William Henry Blatch, husband of Mrs. Harriot Stanton Blatch, the suffrage leader, died on Monday August 2, 1915 as the result of accidental electrocution. The following account is a transcription of the report which appeared on page 5 of the New York Times the following day, August 3.
W. H. BLATCH KILLED BY LOOSE LIVE WIRE
Suffrage Leader’s Husband Steps on Broken End in Channing Pollock’s Yard.
PLAYWRIGHT FINDS BODY
Sustains Severe Shock in Attempting to Pull It Away from the Current.
William H. Blatch, husband of Mrs. Harriot Stanton Blatch, the suffrage leader, was killed yesterday morning by coming in contact with the current of a broken electric light wire which had fallen across the walk at the entrance to the lawn at the home of Channing Pollock, the playwright, on the Sound, at Shoreham, L.I. It is supposed that Mr. Blatch saw a broken wire and sought to remove it not knowing that it was charged. The end of the wire, carrying 110 volts of an alternating current, killed him instantly.
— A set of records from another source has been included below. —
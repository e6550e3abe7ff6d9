//! `rubrica course` commands

use crate::cli::output::print_json;
use crate::cli::CourseCommands;
use crate::commands::dispatch::CommandContext;
use crate::output_by_format;
use rubrica_core::error::Result;
use rubrica_core::roster::Course;
use rubrica_core::store::{MembershipChange, NewCourse};

pub fn execute(ctx: &CommandContext, command: &CourseCommands) -> Result<()> {
    let (store, actor) = ctx.store_and_actor()?;

    match command {
        CourseCommands::Create {
            name,
            icon,
            teachers,
        } => {
            let course = store.create_course(
                &actor,
                NewCourse {
                    name: name.clone(),
                    icon: icon.clone(),
                    teachers: teachers.clone(),
                },
            )?;
            print_course(ctx, &course)
        }
        CourseCommands::List => {
            let courses = store.list_courses(&actor)?;
            output_by_format!(ctx.cli.format,
                json => print_json(&courses),
                human => {
                    if courses.is_empty() && !ctx.cli.quiet {
                        eprintln!("No courses");
                    }
                    for course in &courses {
                        let role = if course.is_moderator(&actor.id) { " [moderator]" } else { "" };
                        println!("{} {}{}", course.id, course.name, role);
                    }
                }
            )
        }
        CourseCommands::Show { id } => print_course(ctx, &store.get_course(&actor, id)?),
        CourseCommands::AddTeacher { id, teachers } => {
            let change = store.add_course_teachers(&actor, id, teachers)?;
            print_membership(ctx, &change)
        }
        CourseCommands::SetModerator { id, email, revoke } => {
            let course = store.set_course_moderator(&actor, id, email, !revoke)?;
            print_course(ctx, &course)
        }
        CourseCommands::RemoveTeacher { id, email } => {
            let course = store.remove_course_teacher(&actor, id, email)?;
            print_course(ctx, &course)
        }
        CourseCommands::Update { id, name, icon } => {
            let course = store.update_course(&actor, id, name.as_deref(), icon.as_deref())?;
            print_course(ctx, &course)
        }
        CourseCommands::Delete { id } => {
            store.delete_course(&actor, id)?;
            output_by_format!(ctx.cli.format,
                json => print_json(&serde_json::json!({ "status": "deleted", "id": id })),
                human => {
                    println!("Deleted course {}", id);
                }
            )
        }
    }
}

fn print_course(ctx: &CommandContext, course: &Course) -> Result<()> {
    output_by_format!(ctx.cli.format,
        json => print_json(course),
        human => {
            println!("{} {}", course.id, course.name);
            if !course.icon.is_empty() {
                println!("Icon: {}", course.icon);
            }
            println!("Teachers:");
            for member in &course.teachers {
                let role = if member.moderator { " (moderator)" } else { "" };
                println!("  {}{}", member.email, role);
            }
            if !course.group_ids.is_empty() {
                println!("Groups: {}", course.group_ids.join(", "));
            }
            if !course.guide_rubric_ids.is_empty() {
                println!("Guides: {}", course.guide_rubric_ids.join(", "));
            }
        }
    )
}

fn print_membership(ctx: &CommandContext, change: &MembershipChange) -> Result<()> {
    output_by_format!(ctx.cli.format,
        json => print_json(change),
        human => {
            for email in &change.added {
                println!("Added {}", email);
            }
            for email in &change.already_present {
                println!("Already a member: {}", email);
            }
            for email in &change.unknown {
                println!("No such teacher: {}", email);
            }
        }
    )
}
//! Macros for command timing

/// Trace a command phase when `--verbose` is on
///
/// ```ignore
/// trace_command!(ctx.cli, ctx.start, "open_store");
/// ```
macro_rules! trace_command {
    ($cli:expr, $start:expr, $label:expr) => {
        if $cli.verbose {
            ::tracing::debug!(elapsed = ?$start.elapsed(), $label);
        }
    };
}

pub(crate) use trace_command;
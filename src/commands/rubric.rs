//! `rubrica rubric` commands - templates, copies and guide assignment

use crate::cli::args::AssignArgs;
use crate::cli::output::print_json;
use crate::cli::RubricCommands;
use crate::commands::dispatch::CommandContext;
use crate::commands::input::read_json;
use crate::output_by_format;
use rubrica_core::error::Result;
use rubrica_core::rubric::{NewRubric, Rubric, Scope};
use rubrica_core::store::Store;
use rubrica_core::roster::Teacher;

pub fn execute(ctx: &CommandContext, command: &RubricCommands) -> Result<()> {
    let (store, actor) = ctx.store_and_actor()?;

    match command {
        RubricCommands::Create { input } => {
            let rubric = store.create_rubric(&actor, read_json::<NewRubric>(input)?)?;
            print_rubric(ctx, &rubric)
        }
        RubricCommands::Show { id } => print_rubric(ctx, &store.get_rubric(&actor, id)?),
        RubricCommands::Update { id, input } => {
            let rubric = store.update_rubric(&actor, id, read_json::<NewRubric>(input)?)?;
            print_rubric(ctx, &rubric)
        }
        RubricCommands::Clone { id, save: true } => {
            print_rubric(ctx, &store.duplicate_rubric(&actor, id)?)
        }
        RubricCommands::Clone { id, save: false } => {
            // A detached copy is only ever printed as a document
            print_json(&store.clone_rubric(&actor, id)?)
        }
        RubricCommands::Assign(args) => assign(ctx, &store, &actor, args),
        RubricCommands::List { group } => {
            let rubrics = match group {
                Some(group_id) => store.group_rubrics(&actor, group_id)?,
                None => store.visible_rubrics(&actor)?,
            };
            output_by_format!(ctx.cli.format,
                json => print_json(&rubrics),
                human => {
                    for rubric in &rubrics {
                        println!("{} [{}] {}", rubric.id, rubric.state, rubric.name);
                    }
                }
            )
        }
    }
}

fn assign(ctx: &CommandContext, store: &Store, actor: &Teacher, args: &AssignArgs) -> Result<()> {
    let scope = match (&args.scope.course, &args.scope.group) {
        (Some(course), None) => Scope::Course(course.clone()),
        (None, Some(group)) => Scope::Group(group.clone()),
        _ => rubrica_core::bail_usage!("pass exactly one of --course or --group"),
    };

    let assignment = store.assign_guide(actor, &args.id, &scope)?;
    output_by_format!(ctx.cli.format,
        json => print_json(&assignment),
        human => {
            if assignment.changed() {
                println!("{} is now the active guide of {}", assignment.rubric_id, scope);
                for id in &assignment.deactivated {
                    println!("  deactivated {}", id);
                }
            } else {
                println!("{} is already the active guide of {}", assignment.rubric_id, scope);
            }
        }
    )
}

fn print_rubric(ctx: &CommandContext, rubric: &Rubric) -> Result<()> {
    output_by_format!(ctx.cli.format,
        json => print_json(rubric),
        human => {
            println!("{} {} [{}]", rubric.id, rubric.name, rubric.state);
            for topic in &rubric.topics {
                println!("  {}", topic.name);
                for criterion in &topic.criteria {
                    println!(
                        "    {:<40} weight {}",
                        criterion.label,
                        criterion.weight.unwrap_or(0.0)
                    );
                }
            }
        }
    )
}
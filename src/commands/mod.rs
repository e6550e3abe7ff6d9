//! CLI commands for rubrica

pub mod course;
pub mod dispatch;
pub mod group;
pub mod init;
pub mod input;
pub mod nota;
pub mod report;
pub mod rubric;
pub mod status;
pub mod teacher;
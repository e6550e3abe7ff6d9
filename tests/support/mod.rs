use assert_cmd::{cargo::cargo_bin_cmd, Command};
use serde_json::Value;
use std::path::Path;
use tempfile::TempDir;

pub const OWNER: &str = "owner@x.edu";
pub const PASSWORD: &str = "Secreto#2024";

/// Get a Command for rubrica, isolated from the caller's environment
pub fn rubrica() -> Command {
    let mut cmd = cargo_bin_cmd!("rubrica");
    cmd.env_remove("RUBRICA_STORE")
        .env_remove("RUBRICA_AS")
        .env_remove("RUBRICA_PASSWORD")
        .env_remove("RUBRICA_MAIL_ENDPOINT")
        .env_remove("RUST_LOG")
        .env_remove("RUBRICA_LOG");
    cmd
}

/// Initialize a store and register the owner account
pub fn setup_store() -> TempDir {
    let dir = TempDir::new().unwrap();
    rubrica()
        .current_dir(dir.path())
        .arg("init")
        .assert()
        .success();
    register(&dir, OWNER);
    dir
}

/// Register a teacher with the shared test password
pub fn register(dir: &TempDir, email: &str) {
    rubrica()
        .current_dir(dir.path())
        .args(["teacher", "register", email, "--password", PASSWORD])
        .assert()
        .success();
}

/// Run a command as `actor` with JSON output and parse stdout
pub fn run_json_as(dir: &TempDir, actor: &str, args: &[&str]) -> Value {
    let output = rubrica()
        .current_dir(dir.path())
        .args(["--format", "json", "--as", actor])
        .args(args)
        .assert()
        .success()
        .get_output()
        .stdout
        .clone();
    serde_json::from_slice(&output).unwrap()
}

/// Run a command as the owner with JSON output
pub fn run_json(dir: &TempDir, args: &[&str]) -> Value {
    run_json_as(dir, OWNER, args)
}

/// Write a JSON document into the test directory and return its path
pub fn write_json(dir: &TempDir, name: &str, value: &Value) -> String {
    let path = dir.path().join(name);
    std::fs::write(&path, serde_json::to_string(value).unwrap()).unwrap();
    path_str(&path)
}

pub fn path_str(path: &Path) -> String {
    path.to_string_lossy().into_owned()
}

/// Messages written to the store outbox, oldest first
#[allow(dead_code)]
pub fn outbox(dir: &TempDir) -> Vec<Value> {
    let outbox = dir.path().join(".rubrica").join("outbox");
    let mut paths: Vec<_> = std::fs::read_dir(outbox)
        .map(|entries| entries.map(|e| e.unwrap().path()).collect())
        .unwrap_or_default();
    paths.sort();
    paths
        .iter()
        .map(|p| serde_json::from_str(&std::fs::read_to_string(p).unwrap()).unwrap())
        .collect()
}

/// Create a course with one group holding the given students; returns (course, group)
#[allow(dead_code)]
pub fn create_course_and_group(dir: &TempDir, students: &[&str]) -> (String, String) {
    let course = run_json(dir, &["course", "create", "Redes"]);
    let course_id = course["id"].as_str().unwrap().to_string();

    let mut args = vec!["group", "create", course_id.as_str(), "G1"];
    for student in students {
        args.push("--student");
        args.push(student);
    }
    let group = run_json(dir, &args);
    (course_id, group["id"].as_str().unwrap().to_string())
}

/// Create a single-criterion rubric and return its id
#[allow(dead_code)]
pub fn create_rubric(dir: &TempDir, name: &str) -> String {
    let input = serde_json::json!({
        "name": name,
        "topics": [{ "name": "T1", "criteria": [{ "label": "C1", "weight": 0 }] }]
    });
    let file = write_json(dir, &format!("{}.json", name), &input);
    let rubric = run_json(dir, &["rubric", "create", &file]);
    rubric["id"].as_str().unwrap().to_string()
}

/// Submit `weight x score` for one student and return the command's JSON output
#[allow(dead_code)]
pub fn grade(
    dir: &TempDir,
    group_id: &str,
    number: &str,
    email: &str,
    weight: f64,
    score: f64,
) -> Value {
    let input = serde_json::json!({
        "student_email": email,
        "topics": [{ "name": "T1", "criteria": [{ "label": "C1", "weight": weight, "score": score }] }]
    });
    let file = write_json(dir, &format!("grade-{}-{}.json", number, email), &input);
    run_json(dir, &["nota", "grade", group_id, number, &file])
}
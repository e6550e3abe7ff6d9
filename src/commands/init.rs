//! `rubrica init` command - create a new store
//!
//! Idempotent: an existing store and its config are left as they are.

use crate::cli::output::print_json;
use crate::cli::paths::resolve_store_path;
use crate::commands::dispatch::CommandContext;
use crate::output_by_format;
use rubrica_core::error::Result;
use rubrica_core::store::Store;

pub fn execute(ctx: &CommandContext) -> Result<()> {
    let store = match &ctx.cli.store {
        Some(path) => Store::init_at(&resolve_store_path(ctx.root, path))?,
        None => Store::init(ctx.root)?,
    };

    output_by_format!(ctx.cli.format,
        json => print_json(&serde_json::json!({
            "status": "ok",
            "store": store.root().display().to_string(),
            "message": "Store initialized"
        })),
        human => {
            println!("Initialized rubrica store at {}", store.root().display());
            if !ctx.cli.quiet {
                println!();
                println!("Run `rubrica teacher register <email>` to create the first account.");
            }
        }
    )
}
Mr. Blatch called at the home of Mr. and Mrs. Pollock at 7:30 o’clock to return a book he had borrowed. As the playwright and his wife were not up, he left the volume with a maid and started back along the path toward the road. The maid then saw a spurt of flame at the gate, and when Blatch staggered and fell she called Pollock.
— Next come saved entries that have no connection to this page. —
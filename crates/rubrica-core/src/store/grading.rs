//! Notas and grade recording
//!
//! Every mutation here runs in one immediate transaction and ends by
//! recomputing the average of each student it touched, from the full set of
//! their stored grades.

use std::time::Instant;

use chrono::Utc;
use rusqlite::Connection;
use serde::{Deserialize, Serialize};

use super::Store;
use crate::access::check_course_access;
use crate::db::{notas, roster, rubrics};
use crate::error::{RubricaError, Result};
use crate::grading::{
    compute_raw_score, compute_weighted_final, recompute_average, round2, score_snapshot,
    validate_percentage,
};
use crate::roster::{Calificacion, GradeSummary, NewNota, Nota, Teacher};
use crate::rubric::{Scope, Topic};

/// A teacher's filled rubric for one student
#[derive(Debug, Clone, Default, Serialize, Deserialize)]
pub struct GradeSubmission {
    #[serde(alias = "estudiante")]
    pub student_email: String,
    #[serde(default, alias = "temas")]
    pub topics: Vec<Topic>,
    #[serde(default, alias = "observaciones")]
    pub remarks: String,
}

/// A stored grade with the student's refreshed average
#[derive(Debug, Clone, Serialize)]
pub struct RecordedGrade {
    pub student_email: String,
    pub calificacion: Calificacion,
    pub average: f64,
}

/// A nota after reweighting or deletion, with the students whose grades moved
#[derive(Debug, Clone, Serialize)]
pub struct NotaChange {
    pub group_id: String,
    pub nota: Nota,
    pub affected_students: Vec<String>,
}

/// A student's grade for a nota, or an empty topic list when none is stored
#[derive(Debug, Clone, Serialize)]
#[serde(untagged)]
pub enum StudentGrade {
    Recorded(Calificacion),
    Empty { topics: Vec<Topic> },
}

/// Recompute and store one student's average
fn refresh_average(conn: &Connection, group_id: &str, email: &str) -> Result<f64> {
    let calificaciones = notas::calificaciones_of_student(conn, group_id, email)?;
    let average = recompute_average(&calificaciones);
    roster::set_average(conn, group_id, email, average)?;
    Ok(average)
}

fn load_nota(conn: &Connection, group_id: &str, number: u32) -> Result<Nota> {
    notas::get(conn, group_id, number)?
        .ok_or_else(|| RubricaError::not_found("nota", format!("{} in group {}", number, group_id)))
}

fn require_student(conn: &Connection, group_id: &str, email: &str) -> Result<()> {
    if roster::student_exists(conn, group_id, email)? {
        Ok(())
    } else {
        Err(RubricaError::not_found("student", email))
    }
}

impl Store {
    /// Refuse a percentage that would push the group total above 100 when
    /// `strict_weights` is on
    fn check_total_percentage(
        &self,
        conn: &Connection,
        group_id: &str,
        except: Option<u32>,
        percentage: f64,
    ) -> Result<()> {
        if !self.config.grading.strict_weights {
            return Ok(());
        }
        let total = round2(notas::total_percentage(conn, group_id, except)? + percentage);
        if total > crate::config::MAX_PERCENTAGE {
            return Err(RubricaError::invalid_value(
                "percentage",
                format!("{} (group total would be {})", percentage, total),
            ));
        }
        Ok(())
    }

    /// Schedule a nota in a group
    #[tracing::instrument(skip(self, actor, input), fields(actor = %actor.id))]
    pub fn create_nota(&self, actor: &Teacher, group_id: &str, input: &NewNota) -> Result<Nota> {
        let nota = input.validate()?;
        self.load_group_for_grading(actor, group_id)?;
        let rubric = self.load_rubric(&nota.rubric_id)?;
        self.rubric_access(actor, &rubric)?;

        self.db.immediate("create nota", |tx| {
            if notas::get(tx, group_id, nota.number)?.is_some() {
                return Err(RubricaError::already_exists("nota", nota.number));
            }
            if let Some(other) = notas::by_rubric(tx, group_id, &nota.rubric_id)? {
                return Err(RubricaError::already_exists(
                    "nota for rubric",
                    format!("{} (nota {})", nota.rubric_id, other.number),
                ));
            }
            self.check_total_percentage(tx, group_id, None, nota.percentage)?;

            notas::insert(tx, group_id, &nota)?;
            rubrics::register_guide(tx, &Scope::Group(group_id.to_string()), &nota.rubric_id)?;
            Ok(())
        })?;

        tracing::info!(group_id, number = nota.number, percentage = nota.percentage, "nota_created");
        Ok(nota)
    }

    pub fn list_notas(&self, actor: &Teacher, group_id: &str) -> Result<Vec<Nota>> {
        Ok(self.get_group(actor, group_id)?.notas)
    }

    pub fn get_nota(&self, actor: &Teacher, group_id: &str, number: u32) -> Result<Nota> {
        let group = self.get_group(actor, group_id)?;
        group
            .nota(number)
            .cloned()
            .ok_or_else(|| RubricaError::not_found("nota", format!("{} in group {}", number, group_id)))
    }

    /// Score a filled rubric and replace the student's grade for the nota
    #[tracing::instrument(skip(self, actor, submission), fields(actor = %actor.id, student = %submission.student_email))]
    pub fn submit_grade(
        &self,
        actor: &Teacher,
        group_id: &str,
        number: u32,
        submission: GradeSubmission,
    ) -> Result<RecordedGrade> {
        let email = submission.student_email.trim().to_lowercase();
        if email.is_empty() {
            return Err(RubricaError::missing_field("student"));
        }
        self.load_group_for_grading(actor, group_id)?;

        let mut topics = submission.topics;
        for topic in &mut topics {
            topic.fill_accumulated();
        }

        let (calificacion, average) = self.db.immediate("submit grade", |tx| {
            let nota = load_nota(tx, group_id, number)?;
            require_student(tx, group_id, &email)?;

            let (raw_score, final_score) = score_snapshot(&topics, nota.percentage);
            let calificacion = Calificacion {
                rubric_id: nota.rubric_id.clone(),
                nota_number: Some(nota.number),
                recorded: Utc::now(),
                raw_score,
                final_score,
                topics: topics.clone(),
                remarks: submission.remarks.trim().to_string(),
            };
            notas::upsert_calificacion(tx, group_id, &email, &calificacion)?;
            let average = refresh_average(tx, group_id, &email)?;
            Ok((calificacion, average))
        })?;

        tracing::info!(
            group_id,
            number,
            raw = calificacion.raw_score,
            final_score = calificacion.final_score,
            average,
            "grade_recorded"
        );
        Ok(RecordedGrade {
            student_email: email,
            calificacion,
            average,
        })
    }

    /// Change a nota's percentage and reweight every grade recorded under it.
    ///
    /// Raw scores are derived again from each stored topic snapshot.
    #[tracing::instrument(skip(self, actor), fields(actor = %actor.id))]
    pub fn update_nota_percentage(
        &self,
        actor: &Teacher,
        group_id: &str,
        number: u32,
        percentage: f64,
    ) -> Result<NotaChange> {
        let percentage = validate_percentage(percentage)?;
        self.load_group_for_grading(actor, group_id)?;
        let start = Instant::now();

        let change = self.db.immediate("update nota percentage", |tx| {
            let mut nota = load_nota(tx, group_id, number)?;
            self.check_total_percentage(tx, group_id, Some(number), percentage)?;
            notas::set_percentage(tx, group_id, number, percentage)?;
            nota.percentage = percentage;

            let mut affected = Vec::new();
            for (email, calificacion) in notas::calificaciones_for_rubric(tx, group_id, &nota.rubric_id)? {
                let raw = compute_raw_score(&calificacion.topics);
                let weighted = compute_weighted_final(raw, percentage);
                notas::set_final_score(tx, group_id, &email, &nota.rubric_id, raw, weighted)?;
                refresh_average(tx, group_id, &email)?;
                affected.push(email);
            }

            Ok(NotaChange {
                group_id: group_id.to_string(),
                nota,
                affected_students: affected,
            })
        })?;

        crate::trace_time!(start, "reweight_nota", students = change.affected_students.len());
        tracing::info!(
            group_id,
            number,
            percentage,
            students = change.affected_students.len(),
            "nota_reweighted"
        );
        Ok(change)
    }

    /// Delete a nota and every grade recorded against its rubric in the group
    #[tracing::instrument(skip(self, actor), fields(actor = %actor.id))]
    pub fn delete_nota(&self, actor: &Teacher, group_id: &str, number: u32) -> Result<NotaChange> {
        self.load_group_for_grading(actor, group_id)?;

        let change = self.db.immediate("delete nota", |tx| {
            let nota = load_nota(tx, group_id, number)?;
            let affected = notas::delete_calificaciones_for_rubric(tx, group_id, &nota.rubric_id)?;
            notas::delete(tx, group_id, number)?;
            for email in &affected {
                refresh_average(tx, group_id, email)?;
            }
            Ok(NotaChange {
                group_id: group_id.to_string(),
                nota,
                affected_students: affected,
            })
        })?;

        tracing::info!(
            group_id,
            number,
            removed_grades = change.affected_students.len(),
            "nota_deleted"
        );
        Ok(change)
    }

    /// Drop one student's grade for a nota; returns the new average
    pub fn revert_grade(&self, actor: &Teacher, group_id: &str, number: u32, email: &str) -> Result<f64> {
        self.load_group_for_grading(actor, group_id)?;
        let email = email.trim().to_lowercase();

        let average = self.db.immediate("revert grade", |tx| {
            let nota = load_nota(tx, group_id, number)?;
            require_student(tx, group_id, &email)?;
            if !notas::delete_calificacion(tx, group_id, &email, &nota.rubric_id)? {
                return Err(RubricaError::not_found(
                    "grade",
                    format!("{} for nota {}", email, number),
                ));
            }
            refresh_average(tx, group_id, &email)
        })?;

        tracing::info!(group_id, number, average, "grade_reverted");
        Ok(average)
    }

    /// The stored grade of a student for a nota
    pub fn get_student_grade(
        &self,
        actor: &Teacher,
        group_id: &str,
        number: u32,
        email: &str,
    ) -> Result<StudentGrade> {
        self.load_group_for_grading(actor, group_id)?;
        let email = email.trim().to_lowercase();
        let conn = self.db.conn();

        let nota = load_nota(conn, group_id, number)?;
        require_student(conn, group_id, &email)?;

        Ok(match notas::get_calificacion(conn, group_id, &email, &nota.rubric_id)? {
            Some(calificacion) => StudentGrade::Recorded(calificacion),
            None => StudentGrade::Empty { topics: Vec::new() },
        })
    }

    /// Per-student finals and averages for a group
    pub fn grade_summary(&self, actor: &Teacher, group_id: &str) -> Result<GradeSummary> {
        let group = self.load_group(group_id)?;
        let course = self.load_course(&group.course_id)?;
        check_course_access(&course, &actor.id)?;
        Ok(GradeSummary::from_group(&group))
    }
}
There was a little pillar of smoke and spluttering flame visible as Pollock ran towards the place where Blatch had fallen with one hand tightly clutching the wire. The only piece of wood near at hand was the signboard of the Pollock home, “the parsonage,” fixed to a stake beside the gate, which the playwright pulled up and reached for the wire with one end, whereupon he received a shock of electricity which knocked him down. The sign was covered with moisture. He then got a garden rake and succeeded in pulling the wire away from the body.
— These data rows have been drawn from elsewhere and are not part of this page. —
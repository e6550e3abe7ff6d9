//! CLI argument parsing for rubrica
//!
//! Global flags: --root, --store, --as, --format, --quiet, --verbose

pub mod args;
pub mod output;
pub mod parse;
pub mod paths;

use clap::{Parser, Subcommand};
use std::path::PathBuf;

pub use args::{
    CourseCommands, GroupCommands, NotaCommands, ReportCommands, RubricCommands, TeacherCommands,
};
pub use output::OutputFormat;

/// Rubrica - weighted grading rubrics, notas and student averages
#[derive(Parser, Debug)]
#[command(name = "rubrica")]
#[command(author, version, about, long_about = None)]
#[command(propagate_version = true)]
pub struct Cli {
    /// Base directory for resolving the store
    #[arg(long, global = true)]
    pub root: Option<PathBuf>,

    /// Explicit store path
    #[arg(long, global = true, env = "RUBRICA_STORE")]
    pub store: Option<PathBuf>,

    /// Email of the teacher acting
    #[arg(long = "as", global = true, env = "RUBRICA_AS", value_name = "EMAIL")]
    pub actor: Option<String>,

    /// Output format
    #[arg(long, global = true, value_enum, default_value = "human")]
    pub format: OutputFormat,

    /// Suppress non-essential output
    #[arg(long, short, global = true)]
    pub quiet: bool,

    /// Debug-level logging
    #[arg(long, short, global = true)]
    pub verbose: bool,

    /// Log level or filter directive (e.g. `debug`, `rubrica_core=trace`)
    #[arg(long, global = true)]
    pub log_level: Option<String>,

    /// Emit logs as JSON
    #[arg(long, global = true)]
    pub log_json: bool,

    #[command(subcommand)]
    pub command: Option<Commands>,
}

#[derive(Subcommand, Debug)]
pub enum Commands {
    /// Initialize a new rubrica store
    Init,

    /// Show store location, schema version and row counts
    Status,

    /// Teacher accounts
    Teacher {
        #[command(subcommand)]
        command: TeacherCommands,
    },

    /// Courses and membership
    Course {
        #[command(subcommand)]
        command: CourseCommands,
    },

    /// Groups and students
    Group {
        #[command(subcommand)]
        command: GroupCommands,
    },

    /// Rubric templates and guides
    Rubric {
        #[command(subcommand)]
        command: RubricCommands,
    },

    /// Notas and grades
    Nota {
        #[command(subcommand)]
        command: NotaCommands,
    },

    /// Grade reports
    Report {
        #[command(subcommand)]
        command: ReportCommands,
    },
}

#[cfg(test)]
mod tests {
    use super::*;
    use clap::CommandFactory;

    #[test]
    fn test_cli_definition() {
        Cli::command().debug_assert();
    }

    #[test]
    fn test_assign_needs_one_scope() {
        assert!(Cli::try_parse_from(["rubrica", "rubric", "assign", "rb-1"]).is_err());
        assert!(Cli::try_parse_from([
            "rubrica", "rubric", "assign", "rb-1", "--course", "cu-1", "--group", "gr-1"
        ])
        .is_err());
        assert!(Cli::try_parse_from(["rubrica", "rubric", "assign", "rb-1", "--group", "gr-1"]).is_ok());
    }

    #[test]
    fn test_global_actor_flag() {
        let cli = Cli::try_parse_from(["rubrica", "course", "list", "--as", "a@x.edu"]).unwrap();
        assert_eq!(cli.actor.as_deref(), Some("a@x.edu"));
    }
}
Dr. James M. Winfield of 47 Halsey Street, Brooklyn, who has a summer home at Shoreham, was sent for. He said Blatch had died instantly from the shock of the current, which under ordinary circumstances might not have proved fatal, but the wet ground made the contact more severe. Coroner Gibson of Huntington gave permission for the removal of the body to the home of Mr. Blatch.
“We believe the wire must have dropped from the pole after Mr. Blatch came here,” said Mrs. Pollock yesterday, during the absence of her husband. “I am sure from what Mr. Pollock told me after the accident that he would have fallen a victim to that wire had he got out as early as he intended to meet Mr. and Mrs. Flo Ziegfeld at Port Jefferson. The wire was that of the Port Jefferson Electric Light Company.”
Mrs. Nora Stanton De Forest, daughter of Mr. Blatch, who with her daughter had spent the week-end at her father’s home, had started for the city. Mr. Blatch had gone to the Pollock home after seeing his daughter off at the station. Mrs. De Forest was notified of the accident when she alighted from the train here and returned to Shoreham. Mrs. Harriot Stanton Blatch, who was at Syracuse on Saturday and had an engagement to lecture last night at Utica, was reached by telegraph while on a train yesterday afternoon and notified.
William H. Blatch, 65 years old was the head of the May Brewing Company in England, from which he retired twenty years ago and has since resided here. His wife is an American. Because her husband had not become a citizen of this country Mrs. Blatch’s efforts to establish her rights to citizenship were denied on the ground that her marriage made her a British subject. She is the President of the Women’s Political Union. Mr. Blatch owned a large country home at Shoreham, where he had developed one of the largest and finest hanging gardens on Long Island.